Анатолий Тарасов - Горбунов Александр Аркадьевич - Страница 42
- Предыдущая
- 42/124
- Следующая
Это был один из излюбленных педагогических приемов Тарасова — из «жесткого арсенала». Зародил сомнение в парне, неверие — выплывет или не выплывет? Прием опасный, что и говорить. Может сломать неуверенного в себе молодого человека. Но хоккей — не для слабых духом, не для тех, кто после первой же неудачи опускает руки и без борьбы становится пленником обстоятельств. Тарасов признавал жесткость приема, но считал, что только так можно выяснить, насколько человек готов превозмочь невзгоды, тем более такие простые, по мнению Тарасова, как словесный щелчок по носу. Богинову же он тогда сказал: «Получится. К работе готов».

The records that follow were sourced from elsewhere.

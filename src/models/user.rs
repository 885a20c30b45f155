use base64::{engine::general_purpose, Engine as _};
use chrono::NaiveDateTime;
use serde::Serialize;
use sqlx::{FromRow, PgPool};
use uuid::Uuid;

#[derive(Debug, Clone, FromRow, Serialize)]
pub struct User {
    pub id: Uuid,
    pub full_name: String,
    pub username: String,
    pub password_hash: String,
    pub role: String,
    pub created_at: NaiveDateTime,
    pub updated_at: Option<NaiveDateTime>,
    pub is_active: bool,
}

impl User {
    // Placeholder scheme inherited from the legacy system: passwords are
    // stored base64-encoded, not hashed.
    pub fn hash_password(password: &str) -> String {
        general_purpose::STANDARD.encode(password.as_bytes())
    }

    pub fn verify_password(&self, password: &str) -> bool {
        self.password_hash == Self::hash_password(password)
    }

    pub async fn find_by_id(pool: &PgPool, id: Uuid) -> Result<Option<User>, sqlx::Error> {
        sqlx::query_as::<_, User>("SELECT * FROM users WHERE id = $1")
            .bind(id)
            .fetch_optional(pool)
            .await
    }

    pub async fn find_by_username(
        pool: &PgPool,
        username: &str,
    ) -> Result<Option<User>, sqlx::Error> {
        sqlx::query_as::<_, User>("SELECT * FROM users WHERE username = $1 AND is_active = TRUE")
            .bind(username)
            .fetch_optional(pool)
            .await
    }

    pub async fn list_active(pool: &PgPool) -> Result<Vec<User>, sqlx::Error> {
        sqlx::query_as::<_, User>("SELECT * FROM users WHERE is_active = TRUE ORDER BY full_name")
            .fetch_all(pool)
            .await
    }

    pub async fn insert(
        pool: &PgPool,
        full_name: &str,
        username: &str,
        password_hash: &str,
        role: &str,
    ) -> Result<User, sqlx::Error> {
        sqlx::query_as::<_, User>(
            r#"
            INSERT INTO users (id, full_name, username, password_hash, role)
            VALUES ($1, $2, $3, $4, $5)
            RETURNING *
            "#,
        )
        .bind(Uuid::new_v4())
        .bind(full_name)
        .bind(username)
        .bind(password_hash)
        .bind(role)
        .fetch_one(pool)
        .await
    }

    pub async fn update(
        pool: &PgPool,
        id: Uuid,
        full_name: &str,
        username: &str,
        password_hash: Option<&str>,
        role: &str,
    ) -> Result<Option<User>, sqlx::Error> {
        sqlx::query_as::<_, User>(
            r#"
            UPDATE users
            SET full_name = $2,
                username = $3,
                password_hash = COALESCE($4, password_hash),
                role = $5,
                updated_at = NOW()
            WHERE id = $1
            RETURNING *
            "#,
        )
        .bind(id)
        .bind(full_name)
        .bind(username)
        .bind(password_hash)
        .bind(role)
        .fetch_optional(pool)
        .await
    }

    pub async fn update_password(
        pool: &PgPool,
        id: Uuid,
        password_hash: &str,
    ) -> Result<bool, sqlx::Error> {
        sqlx::query("UPDATE users SET password_hash = $2, updated_at = NOW() WHERE id = $1")
            .bind(id)
            .bind(password_hash)
            .execute(pool)
            .await
            .map(|r| r.rows_affected() > 0)
    }

    pub async fn deactivate(pool: &PgPool, id: Uuid) -> Result<bool, sqlx::Error> {
        sqlx::query("UPDATE users SET is_active = FALSE, updated_at = NOW() WHERE id = $1")
            .bind(id)
            .execute(pool)
            .await
            .map(|r| r.rows_affected() > 0)
    }

    pub async fn has_appointments(pool: &PgPool, id: Uuid) -> Result<bool, sqlx::Error> {
        sqlx::query_scalar::<_, bool>(
            "SELECT EXISTS(SELECT 1 FROM appointments WHERE created_by_user_id = $1)",
        )
        .bind(id)
        .fetch_one(pool)
        .await
    }
}

#[cfg(test)]
mod tests {
    use super::*;

    #[test]
    fn password_hash_is_plain_base64() {
        assert_eq!(User::hash_password("admin123"), "YWRtaW4xMjM=");
    }
}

Через несколько лет, на одном из чемпионатов мира, Коноваленко напомнил Тарасову о тех смотринах. Тарасов сделал вид, будто не помнит этого эпизода: «Не могло быть такого». — «Как не могло? — удивился Коноваленко. — Было. Хорошо помню».
Первый раз Тарасов настоял на вызове Коноваленко в сборную в ноябре 1960 года — в Москве команда играла с канадским клубом. Вызвали срочно: горьковское «Торпедо» играло тогда в Сибири, и Коноваленко спешно вылетел в Москву — из одного часового пояса в другой. Тарасов сразу же спросил: «А что если завтра мы поставим тебя на матч? Или, может, отдохнуть хочешь, устал с дороги?» Коноваленко, конечно, устал — многочасовое ожидание самолета в аэропорту, перелет, другое время. Но попробуй скажи Тарасову «устал», тем более когда речь идет о дебюте в сборной! «Если поставите, буду играть… А чего не сыграть?» — вроде бы даже удивился Коноваленко.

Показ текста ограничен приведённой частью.